What you have to do
The reply must return each line of the data exactly.

──────────

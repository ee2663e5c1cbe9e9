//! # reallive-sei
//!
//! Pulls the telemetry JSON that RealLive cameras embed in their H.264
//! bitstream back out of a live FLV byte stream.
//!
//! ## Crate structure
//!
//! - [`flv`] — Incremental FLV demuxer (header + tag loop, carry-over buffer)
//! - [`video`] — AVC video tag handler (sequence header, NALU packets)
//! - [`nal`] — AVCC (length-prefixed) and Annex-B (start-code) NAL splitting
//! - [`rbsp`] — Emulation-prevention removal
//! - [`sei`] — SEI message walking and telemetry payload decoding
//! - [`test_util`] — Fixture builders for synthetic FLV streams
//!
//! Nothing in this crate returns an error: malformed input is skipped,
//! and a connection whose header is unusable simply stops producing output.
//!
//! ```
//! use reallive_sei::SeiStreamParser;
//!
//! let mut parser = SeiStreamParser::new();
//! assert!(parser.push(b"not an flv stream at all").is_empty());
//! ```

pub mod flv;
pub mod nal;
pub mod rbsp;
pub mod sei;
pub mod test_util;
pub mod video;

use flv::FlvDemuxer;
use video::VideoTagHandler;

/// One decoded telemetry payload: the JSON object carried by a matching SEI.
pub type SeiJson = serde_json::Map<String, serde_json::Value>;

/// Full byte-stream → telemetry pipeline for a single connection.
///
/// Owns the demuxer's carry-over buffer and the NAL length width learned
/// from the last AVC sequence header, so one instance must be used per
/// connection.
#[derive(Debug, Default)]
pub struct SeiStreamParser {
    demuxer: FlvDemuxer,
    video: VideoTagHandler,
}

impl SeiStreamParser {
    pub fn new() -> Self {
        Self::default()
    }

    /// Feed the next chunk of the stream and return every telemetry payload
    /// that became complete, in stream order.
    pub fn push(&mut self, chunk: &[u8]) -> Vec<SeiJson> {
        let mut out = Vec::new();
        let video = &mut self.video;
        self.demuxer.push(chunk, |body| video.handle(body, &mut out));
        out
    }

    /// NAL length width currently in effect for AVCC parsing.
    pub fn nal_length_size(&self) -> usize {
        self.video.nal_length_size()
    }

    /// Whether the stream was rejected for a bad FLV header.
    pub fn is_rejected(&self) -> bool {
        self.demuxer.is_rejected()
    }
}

──────────

Exercise answer
repository ee2663e5c1cbe9e9
//! # reallive-sei
//!
//! Pulls the telemetry JSON that RealLive cameras embed in their H.264
//! bitstream back out of a live FLV byte stream.
//!
//! ## Crate structure
//!
//! - [`flv`] — Incremental FLV demuxer (header + tag loop, carry-over buffer)
//! - [`video`] — AVC video tag handler (sequence header, NALU packets)
//! - [`nal`] — AVCC (length-prefixed) and Annex-B (start-code) NAL splitting
//! - [`rbsp`] — Emulation-prevention removal
//! - [`sei`] — SEI message walking and telemetry payload decoding
//! - [`test_util`] — Fixture builders for synthetic FLV streams
//!
//! Nothing in this crate returns an error: malformed input is skipped,
//! and a connection whose header is unusable simply stops producing output.
//!
//! ```
//! use reallive_sei::SeiStreamParser;
//!
//! let mut parser = SeiStreamParser::new();
//! assert!(parser.push(b"not an flv stream at all").is_empty());
//! ```

pub mod flv;
pub mod nal;
pub mod rbsp;
pub mod sei;
pub mod test_util;
pub mod video;

use flv::FlvDemuxer;
use video::VideoTagHandler;

/// One decoded telemetry payload: the JSON object carried by a matching SEI.
pub type SeiJson = serde_json::Map<String, serde_json::Value>;

/// Full byte-stream → telemetry pipeline for a single connection.
///
/// Owns the demuxer's carry-over buffer and the NAL length width learned
/// from the last AVC sequence header, so one instance must be used per
/// connection.
#[derive(Debug, Default)]
pub struct SeiStreamParser {
    demuxer: FlvDemuxer,
    video: VideoTagHandler,
}

impl SeiStreamParser {
    pub fn new() -> Self {
        Self::default()
    }

    /// Feed the next chunk of the stream and return every telemetry payload
    /// that became complete, in stream order.
    pub fn push(&mut self, chunk: &[u8]) -> Vec<SeiJson> {
        let mut out = Vec::new();
        let video = &mut self.video;
        self.demuxer.push(chunk, |body| video.handle(body, &mut out));
        out
    }

    /// NAL length width currently in effect for AVCC parsing.
    pub fn nal_length_size(&self) -> usize {
        self.video.nal_length_size()
    }

    /// Whether the stream was rejected for a bad FLV header.
    pub fn is_rejected(&self) -> bool {
        self.demuxer.is_rejected()
    }
}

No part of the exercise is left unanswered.